The global chromatin compaction might be determined by the genomic sensitivity to enzymatic digestion of DNAses, and by treating control and MA cells with DNAse I, we found that MA cells showed a chromatin conformation more resistant to DNA digestion (Fig. 7C). Furthermore, as actin might control also the chromatin compaction [28], we next investigated whether actin polymerization might regulate the global chromatin conformation in MA cells. We found that latrunculin B treatment reverted the chromatin state of MA cells, showing a DNA digestion profile more similar to control cells (Fig. 7C, D, Supplementary Fig. S8D, E). Consistent with this point, we performed in situ DNA digestion and verified that control cells were more sensitive to DNA digestion (visualized as a reduction in the nuclear area by DNAse activity) than MA cells (Supplementary Fig.
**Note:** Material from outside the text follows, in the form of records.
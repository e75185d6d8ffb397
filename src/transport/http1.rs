//! HTTP/1.1 connection handling around an `axum::Router`.
//!
//! Every request gets a two-phase response path: any number of interim
//! (1xx) responses written through `InterimResponder` while the body is
//! still streaming into the handler, then exactly one final response.

use crate::transport::{
    body::{BodyDecoder, Framing, Input},
    interim::{Interim, InterimResponder},
};
use axum::{
    Router,
    body::{Body, HttpBody},
    http::{
        HeaderMap, HeaderName, HeaderValue, Method, Request, Response, StatusCode, Uri, Version,
        header,
    },
};
use bytes::Bytes;
use futures::{StreamExt, stream};
use std::{
    future::Future,
    io::{self, Write as _},
    time::Duration,
};
use thiserror::Error;
use tokio::{
    io::{AsyncRead, AsyncWrite, AsyncWriteExt},
    net::TcpListener,
    sync::mpsc,
};
use tower::ServiceExt;
use tracing::{debug, warn};

const MAX_HEADERS: usize = 64;
const MAX_HEAD_BYTES: usize = 16 * 1024;
/// Body chunks buffered between the socket reader and the handler.
const BODY_CHANNEL_DEPTH: usize = 8;
/// Unconsumed request body drained to keep a connection reusable.
const MAX_DRAIN_BYTES: u64 = 1024 * 1024;

#[derive(Debug, Error)]
enum HeadError {
    #[error("malformed request head: {0}")]
    Parse(#[from] httparse::Error),
    #[error("request head exceeds {MAX_HEAD_BYTES} bytes")]
    TooLarge,
    #[error("invalid request: {0}")]
    Invalid(&'static str),
    #[error(transparent)]
    Io(#[from] io::Error),
}

impl HeadError {
    fn status(&self) -> StatusCode {
        match self {
            HeadError::TooLarge => StatusCode::REQUEST_HEADER_FIELDS_TOO_LARGE,
            _ => StatusCode::BAD_REQUEST,
        }
    }
}

struct RequestHead {
    method: Method,
    uri: Uri,
    version: Version,
    headers: HeaderMap,
}

/// Accept connections until `shutdown` resolves, one task per connection.
pub async fn serve<F>(listener: TcpListener, app: Router, shutdown: F) -> io::Result<()>
where
    F: Future<Output = ()> + Send,
{
    tokio::pin!(shutdown);
    loop {
        let (stream, peer) = tokio::select! {
            _ = &mut shutdown => {
                tracing::info!("Shutdown signal received, no longer accepting connections");
                return Ok(());
            }
            accepted = listener.accept() => match accepted {
                Ok(pair) => pair,
                Err(err) => {
                    warn!("accept failed: {}", err);
                    tokio::time::sleep(Duration::from_millis(50)).await;
                    continue;
                }
            },
        };

        if let Err(err) = stream.set_nodelay(true) {
            debug!("set_nodelay failed for {}: {}", peer, err);
        }
        let app = app.clone();
        tokio::spawn(async move {
            if let Err(err) = serve_connection(stream, app).await {
                debug!("connection from {} ended with error: {}", peer, err);
            }
        });
    }
}

/// Serve HTTP/1.1 requests on one connection until either side closes it.
pub async fn serve_connection<IO>(io: IO, app: Router) -> io::Result<()>
where
    IO: AsyncRead + AsyncWrite + Send + Unpin,
{
    let (reader, mut writer) = tokio::io::split(io);
    let mut input = Input::new(reader);

    loop {
        let head = match read_head(&mut input).await {
            Ok(Some(head)) => head,
            Ok(None) => return Ok(()),
            Err(HeadError::Io(err)) => return Err(err),
            Err(err) => {
                debug!("rejecting request: {}", err);
                write_error(&mut writer, err.status()).await?;
                return Ok(());
            }
        };
        let framing = match body_framing(&head.headers) {
            Ok(framing) => framing,
            Err(err) => {
                debug!("rejecting request: {}", err);
                write_error(&mut writer, err.status()).await?;
                return Ok(());
            }
        };

        let keep_alive = wants_keep_alive(&head);
        let is_head = head.method == Method::HEAD;
        if framing != Framing::Empty && expects_continue(&head.headers) {
            writer.write_all(b"HTTP/1.1 100 Continue\r\n\r\n").await?;
            writer.flush().await?;
        }

        let (body_tx, body_rx) = mpsc::channel::<io::Result<Bytes>>(BODY_CHANNEL_DEPTH);
        let body = if framing == Framing::Empty {
            Body::empty()
        } else {
            Body::from_stream(stream::unfold(body_rx, |mut rx| async move {
                rx.recv().await.map(|item| (item, rx))
            }))
        };

        let (responder, mut interim_rx) = InterimResponder::channel();
        let mut request = Request::new(body);
        *request.method_mut() = head.method;
        *request.uri_mut() = head.uri;
        *request.version_mut() = head.version;
        *request.headers_mut() = head.headers;
        request.extensions_mut().insert(responder);

        let pump = pump_body(&mut input, framing, body_tx);
        let exchange = async {
            let response = call(app.clone(), request, &mut interim_rx, &mut writer).await;
            interim_rx.close();
            write_response(&mut writer, response, is_head, keep_alive).await
        };
        let (pumped, written) = tokio::join!(pump, exchange);

        written?;
        if let Err(err) = pumped {
            debug!("closing connection after body error: {}", err);
            let _ = writer.shutdown().await;
            return Ok(());
        }
        if !keep_alive {
            let _ = writer.shutdown().await;
            return Ok(());
        }
    }
}

/// Drive the router, writing interim responses as the handler emits them.
async fn call<W>(
    app: Router,
    request: Request<Body>,
    interim_rx: &mut mpsc::Receiver<Interim>,
    writer: &mut W,
) -> Response<Body>
where
    W: AsyncWrite + Unpin,
{
    let response = app.oneshot(request);
    tokio::pin!(response);
    let mut interims_open = true;
    loop {
        tokio::select! {
            result = &mut response => {
                return match result {
                    Ok(response) => response,
                    Err(never) => match never {},
                };
            }
            interim = interim_rx.recv(), if interims_open => match interim {
                Some(interim) => {
                    let written = write_interim(writer, interim.status, &interim.headers).await;
                    if let Err(err) = &written {
                        debug!("interim response write failed: {}", err);
                    }
                    let _ = interim.written.send(written.is_ok());
                }
                None => interims_open = false,
            },
        }
    }
}

/// Forward body bytes to the handler; drain what it leaves unread.
async fn pump_body<R>(
    input: &mut Input<R>,
    framing: Framing,
    tx: mpsc::Sender<io::Result<Bytes>>,
) -> io::Result<()>
where
    R: AsyncRead + Unpin,
{
    let mut decoder = BodyDecoder::new(framing);
    let mut forwarding = true;
    let mut drained = 0u64;
    loop {
        match decoder.next_chunk(input).await {
            Ok(Some(chunk)) => {
                if forwarding {
                    let len = chunk.len() as u64;
                    if tx.send(Ok(chunk)).await.is_err() {
                        forwarding = false;
                        drained += len;
                    }
                } else {
                    drained += chunk.len() as u64;
                }
                if drained > MAX_DRAIN_BYTES {
                    return Err(io::Error::other("unread request body too large to drain"));
                }
            }
            Ok(None) => {
                debug_assert!(decoder.is_done());
                return Ok(());
            }
            Err(err) => {
                if forwarding {
                    let _ = tx.send(Err(io::Error::new(err.kind(), err.to_string()))).await;
                }
                return Err(err);
            }
        }
    }
}

async fn read_head<R>(input: &mut Input<R>) -> Result<Option<RequestHead>, HeadError>
where
    R: AsyncRead + Unpin,
{
    loop {
        if !input.buf.is_empty() {
            let parsed = {
                let mut headers = [httparse::EMPTY_HEADER; MAX_HEADERS];
                let mut req = httparse::Request::new(&mut headers);
                match req.parse(&input.buf)? {
                    httparse::Status::Complete(len) => Some((len, owned_head(&req)?)),
                    httparse::Status::Partial => None,
                }
            };
            if let Some((len, head)) = parsed {
                let _ = input.buf.split_to(len);
                return Ok(Some(head));
            }
            if input.buf.len() >= MAX_HEAD_BYTES {
                return Err(HeadError::TooLarge);
            }
        }

        if input.fill().await? == 0 {
            if input.buf.is_empty() {
                return Ok(None);
            }
            return Err(HeadError::Invalid("connection closed mid request head"));
        }
    }
}

fn owned_head(req: &httparse::Request<'_, '_>) -> Result<RequestHead, HeadError> {
    let method = req
        .method
        .and_then(|m| Method::from_bytes(m.as_bytes()).ok())
        .ok_or(HeadError::Invalid("bad method"))?;
    let uri = req
        .path
        .and_then(|p| p.parse::<Uri>().ok())
        .ok_or(HeadError::Invalid("bad request target"))?;
    let version = match req.version {
        Some(0) => Version::HTTP_10,
        Some(1) => Version::HTTP_11,
        _ => return Err(HeadError::Invalid("unsupported HTTP version")),
    };

    let mut headers = HeaderMap::with_capacity(req.headers.len());
    for h in req.headers.iter() {
        let name = HeaderName::from_bytes(h.name.as_bytes())
            .map_err(|_| HeadError::Invalid("bad header name"))?;
        let value =
            HeaderValue::from_bytes(h.value).map_err(|_| HeadError::Invalid("bad header value"))?;
        headers.append(name, value);
    }

    Ok(RequestHead {
        method,
        uri,
        version,
        headers,
    })
}

fn body_framing(headers: &HeaderMap) -> Result<Framing, HeadError> {
    let mut codings = headers
        .get_all(header::TRANSFER_ENCODING)
        .iter()
        .peekable();
    if codings.peek().is_some() {
        if headers.contains_key(header::CONTENT_LENGTH) {
            return Err(HeadError::Invalid(
                "both Content-Length and Transfer-Encoding present",
            ));
        }
        let last = codings
            .filter_map(|v| v.to_str().ok())
            .flat_map(|v| v.split(','))
            .map(str::trim)
            .filter(|v| !v.is_empty())
            .last();
        return match last {
            Some(coding) if coding.eq_ignore_ascii_case("chunked") => Ok(Framing::Chunked),
            _ => Err(HeadError::Invalid("unsupported transfer coding")),
        };
    }

    let mut length = None;
    for value in headers.get_all(header::CONTENT_LENGTH) {
        let parsed = value
            .to_str()
            .ok()
            .and_then(|v| v.trim().parse::<u64>().ok())
            .ok_or(HeadError::Invalid("bad Content-Length"))?;
        if length.is_some_and(|seen| seen != parsed) {
            return Err(HeadError::Invalid("conflicting Content-Length values"));
        }
        length = Some(parsed);
    }
    Ok(match length {
        None | Some(0) => Framing::Empty,
        Some(n) => Framing::Length(n),
    })
}

fn connection_has(headers: &HeaderMap, token: &str) -> bool {
    headers
        .get_all(header::CONNECTION)
        .iter()
        .filter_map(|v| v.to_str().ok())
        .flat_map(|v| v.split(','))
        .any(|t| t.trim().eq_ignore_ascii_case(token))
}

fn wants_keep_alive(head: &RequestHead) -> bool {
    if head.version == Version::HTTP_10 {
        connection_has(&head.headers, "keep-alive")
    } else {
        !connection_has(&head.headers, "close")
    }
}

fn expects_continue(headers: &HeaderMap) -> bool {
    headers
        .get(header::EXPECT)
        .and_then(|v| v.to_str().ok())
        .is_some_and(|v| v.trim().eq_ignore_ascii_case("100-continue"))
}

fn reason(status: StatusCode) -> &'static str {
    match status.as_u16() {
        104 => "Upload Resumption Supported",
        _ => status.canonical_reason().unwrap_or("Unknown"),
    }
}

fn encode_head(status: StatusCode, headers: &HeaderMap, extra: &[(&str, &str)]) -> Vec<u8> {
    let mut out = Vec::with_capacity(256);
    // Writing into a Vec cannot fail.
    let _ = write!(out, "HTTP/1.1 {} {}\r\n", status.as_u16(), reason(status));
    for (name, value) in headers {
        out.extend_from_slice(name.as_str().as_bytes());
        out.extend_from_slice(b": ");
        out.extend_from_slice(value.as_bytes());
        out.extend_from_slice(b"\r\n");
    }
    for (name, value) in extra {
        let _ = write!(out, "{}: {}\r\n", name, value);
    }
    out.extend_from_slice(b"\r\n");
    out
}

async fn write_interim<W>(writer: &mut W, status: StatusCode, headers: &HeaderMap) -> io::Result<()>
where
    W: AsyncWrite + Unpin,
{
    writer.write_all(&encode_head(status, headers, &[])).await?;
    writer.flush().await
}

async fn write_error<W>(writer: &mut W, status: StatusCode) -> io::Result<()>
where
    W: AsyncWrite + Unpin,
{
    let head = encode_head(
        status,
        &HeaderMap::new(),
        &[("content-length", "0"), ("connection", "close")],
    );
    writer.write_all(&head).await?;
    writer.flush().await?;
    writer.shutdown().await
}

async fn write_response<W>(
    writer: &mut W,
    response: Response<Body>,
    is_head: bool,
    keep_alive: bool,
) -> io::Result<()>
where
    W: AsyncWrite + Unpin,
{
    let (parts, body) = response.into_parts();
    let mut headers = parts.headers;
    headers.remove(header::TRANSFER_ENCODING);
    headers.remove(header::CONNECTION);

    let status = parts.status;
    let bodyless = is_head
        || status.is_informational()
        || status == StatusCode::NO_CONTENT
        || status == StatusCode::NOT_MODIFIED;

    let mut chunked = false;
    if status == StatusCode::NO_CONTENT || status.is_informational() {
        headers.remove(header::CONTENT_LENGTH);
    } else if !headers.contains_key(header::CONTENT_LENGTH) {
        match body.size_hint().exact() {
            Some(len) if !is_head => {
                headers.insert(header::CONTENT_LENGTH, HeaderValue::from(len));
            }
            Some(_) => {}
            None => chunked = !bodyless,
        }
    }

    let mut extra: Vec<(&str, &str)> = Vec::new();
    if chunked {
        extra.push(("transfer-encoding", "chunked"));
    }
    if !keep_alive {
        extra.push(("connection", "close"));
    }
    writer.write_all(&encode_head(status, &headers, &extra)).await?;

    if !bodyless {
        let mut data = body.into_data_stream();
        while let Some(frame) = data.next().await {
            let frame = frame.map_err(io::Error::other)?;
            if frame.is_empty() {
                continue;
            }
            if chunked {
                writer
                    .write_all(format!("{:x}\r\n", frame.len()).as_bytes())
                    .await?;
                writer.write_all(&frame).await?;
                writer.write_all(b"\r\n").await?;
            } else {
                writer.write_all(&frame).await?;
            }
        }
        if chunked {
            writer.write_all(b"0\r\n\r\n").await?;
        }
    }
    writer.flush().await
}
S8F, G). To further characterize the global chromatin state of ORM cells, we performed a similar DNAse digestion assay and found that these cells presented a highly sensitive chromatin to DNA digestion, suggesting a more relaxed-chromatin conformation than control cells (Fig. 7E, F). Altogether, our results indicate that the nuclear response to osmotic shock and the chromatin compaction might be altered in cells that underwent confined migration.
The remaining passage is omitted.